My boss has also indicated that next month we will have a full, live, in-service failover test. I think because I've made all these assertions about what should happen on a modern system and he wants to see if it's true. As in, he will "pull power" (not literally, but simulated by turning off machines gracefully) to one entire server location in the middle of the working day to see what happens. We are merely expected to provide "business continuity" (i.e. We don't lose data and thus bankrupt the company! Shouldn't be hard! Shows you what kind of IT they had previously!) but I'm actually expecting "service continuity" (i.e. nobody but us notices that anything has happened).

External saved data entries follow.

use std::collections::HashMap;

use log::{debug, trace};

/// Character counts of a single input line, kept in first-occurrence order.
#[derive(Debug, Clone, Default, PartialEq, Eq)]
pub struct FreqTable {
    entries: Vec<(char, u64)>,
    index: HashMap<char, usize>,
}

impl FreqTable {
    pub fn new() -> Self {
        Self::default()
    }

    pub fn from_line(line: &str) -> Self {
        let mut table = Self::new();
        for ch in line.chars() {
            table.add(ch);
        }
        debug!(
            "Counted {} characters, {} distinct",
            table.total(),
            table.len()
        );
        table
    }

    pub fn add(&mut self, ch: char) {
        match self.index.get(&ch) {
            Some(&i) => self.entries[i].1 += 1,
            None => {
                trace!("New character {:?} at slot {}", ch, self.entries.len());
                self.index.insert(ch, self.entries.len());
                self.entries.push((ch, 1));
            }
        }
    }

    pub fn get(&self, ch: char) -> Option<u64> {
        self.index.get(&ch).map(|&i| self.entries[i].1)
    }

    pub fn len(&self) -> usize {
        self.entries.len()
    }

    pub fn is_empty(&self) -> bool {
        self.entries.is_empty()
    }

    pub fn total(&self) -> u64 {
        self.entries.iter().map(|&(_, count)| count).sum()
    }

    pub fn iter(&self) -> impl Iterator<Item = (char, u64)> + '_ {
        self.entries.iter().copied()
    }

    /// Shannon entropy of the counted characters, in bits per symbol.
    pub fn entropy(&self) -> f64 {
        let total = self.total();
        if total == 0 {
            return 0.0;
        }
        let total_f = total as f64;

        self.entries
            .iter()
            .map(|&(_, count)| {
                let p = count as f64 / total_f;
                -p * p.log2()
            })
            .sum()
    }
}

#[cfg(test)]
mod tests {
    use super::*;

    #[test]
    fn counts_in_first_occurrence_order() {
        let table = FreqTable::from_line("aaabbc");
        let entries: Vec<_> = table.iter().collect();
        assert_eq!(entries, vec![('a', 3), ('b', 2), ('c', 1)]);
        assert_eq!(table.total(), 6);
    }

    #[test]
    fn order_follows_first_sighting_not_count() {
        let table = FreqTable::from_line("cbbaaa");
        let chars: Vec<char> = table.iter().map(|(c, _)| c).collect();
        assert_eq!(chars, vec!['c', 'b', 'a']);
        assert_eq!(table.get('a'), Some(3));
        assert_eq!(table.get('z'), None);
    }

    #[test]
    fn empty_line_gives_empty_table() {
        let table = FreqTable::from_line("");
        assert!(table.is_empty());
        assert_eq!(table.entropy(), 0.0);
    }

    #[test]
    fn handles_non_ascii_characters() {
        let table = FreqTable::from_line("żółw żółw");
        assert_eq!(table.get('ż'), Some(2));
        assert_eq!(table.get(' '), Some(1));
        assert_eq!(table.len(), 5);
    }

    #[test]
    fn entropy_of_two_equal_symbols_is_one_bit() {
        let table = FreqTable::from_line("abab");
        assert!((table.entropy() - 1.0).abs() < 1e-12);
    }
}
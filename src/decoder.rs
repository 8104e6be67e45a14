use std::env;

use log::{error, info};

use huffman_text_codec::{DecodeInvocation, decode_file};

fn main() {
    env_logger::init();

    let args: Vec<String> = env::args().skip(1).collect();
    let invocation = DecodeInvocation::from_args(&args);

    info!("--- Start Decoding ---");

    let text = match decode_file(&invocation.input, &invocation.output, &invocation.options) {
        Ok(text) => text,
        Err(e) => {
            error!("Decoding failed: {}", e);
            println!("Unsuccessful");
            std::process::exit(1);
        }
    };

    info!(
        "Recovered {} characters from {} into {}",
        text.chars().count(),
        invocation.input.display(),
        invocation.output.display()
    );
    info!("--- End ---");
}
//! Daily trigger time and run bookkeeping.

use std::fmt;
use std::str::FromStr;

use chrono::{DateTime, Days, NaiveTime, Utc};
use thiserror::Error;

/// A wall-clock time of day in UTC at which the broadcast fires.
#[derive(Debug, Clone, Copy, PartialEq, Eq)]
pub struct DailyTime {
    hour: u32,
    minute: u32,
}

/// Errors from parsing a `HH:MM` time.
#[derive(Debug, Error, PartialEq, Eq)]
pub enum DailyTimeError {
    #[error("expected HH:MM")]
    Format,

    #[error("hour {0} out of range (0-23)")]
    Hour(u32),

    #[error("minute {0} out of range (0-59)")]
    Minute(u32),
}

impl Default for DailyTime {
    /// 12:00 UTC (20:00 in Taipei).
    fn default() -> Self {
        Self { hour: 12, minute: 0 }
    }
}

impl DailyTime {
    /// Creates a daily time, validating the ranges.
    ///
    /// # Errors
    ///
    /// Returns an error if hour or minute is out of range.
    pub const fn new(hour: u32, minute: u32) -> Result<Self, DailyTimeError> {
        if hour > 23 {
            return Err(DailyTimeError::Hour(hour));
        }
        if minute > 59 {
            return Err(DailyTimeError::Minute(minute));
        }
        Ok(Self { hour, minute })
    }

    fn as_naive(self) -> NaiveTime {
        NaiveTime::from_hms_opt(self.hour, self.minute, 0).unwrap_or(NaiveTime::MIN)
    }

    /// Returns the first occurrence strictly after `now`.
    #[must_use]
    pub fn next_after(self, now: DateTime<Utc>) -> DateTime<Utc> {
        let today = now.date_naive().and_time(self.as_naive()).and_utc();
        if today > now {
            return today;
        }
        now.date_naive()
            .checked_add_days(Days::new(1))
            .map_or(today, |tomorrow| tomorrow.and_time(self.as_naive()).and_utc())
    }
}

impl FromStr for DailyTime {
    type Err = DailyTimeError;

    fn from_str(s: &str) -> Result<Self, Self::Err> {
        let (hour, minute) = s.trim().split_once(':').ok_or(DailyTimeError::Format)?;
        let hour = hour.parse().map_err(|_| DailyTimeError::Format)?;
        let minute = minute.parse().map_err(|_| DailyTimeError::Format)?;
        Self::new(hour, minute)
    }
}

impl fmt::Display for DailyTime {
    fn fmt(&self, f: &mut fmt::Formatter<'_>) -> fmt::Result {
        write!(f, "{:02}:{:02} UTC", self.hour, self.minute)
    }
}

/// Outcome of one broadcast run.
#[derive(Debug, Clone, Copy, Default, PartialEq, Eq)]
pub struct BroadcastReport {
    /// Recipients that got their APOD.
    pub delivered: usize,

    /// Recipients whose fetch or send failed.
    pub failed: usize,
}

impl BroadcastReport {
    /// Total recipients visited.
    #[must_use]
    pub const fn total(&self) -> usize {
        self.delivered + self.failed
    }
}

But that's not even the worse I've inherited. Hell, I refused to touch one charity's network that I was invited to work on. I had to literally say to them "I can't touch that" and they knew I was doing them a favour by saying so. It wasn't fully backed up, the backups were at a remote site they didn't have access to, and nothing on the desktops was in a state where I thought I could safely play with it, and they dealt with the medication records of dying children, etc. Sorry, I have no qualms about fixing it for you, but it's really in your interest to get a proper firm in - because the responsibility with that, given the state it was in, was so bad you wouldn't have been able to afford the price I'd have to put on that responsibility. Start again, get a proper firm in, and get some ongoing support while you're there. It will cost the earth, but it will be nothing compared to continuing on that precipice you're on of losing that data. I did make sure they had at least one sufficient backup before I left but that was all I could do in the time.
I'm sure people have worse stories too, but by comparison some "neglected" server settings and a single non-booting server (sorry, your solution of a note not to reboot it is NOT a solution, even temporarily) is nothing.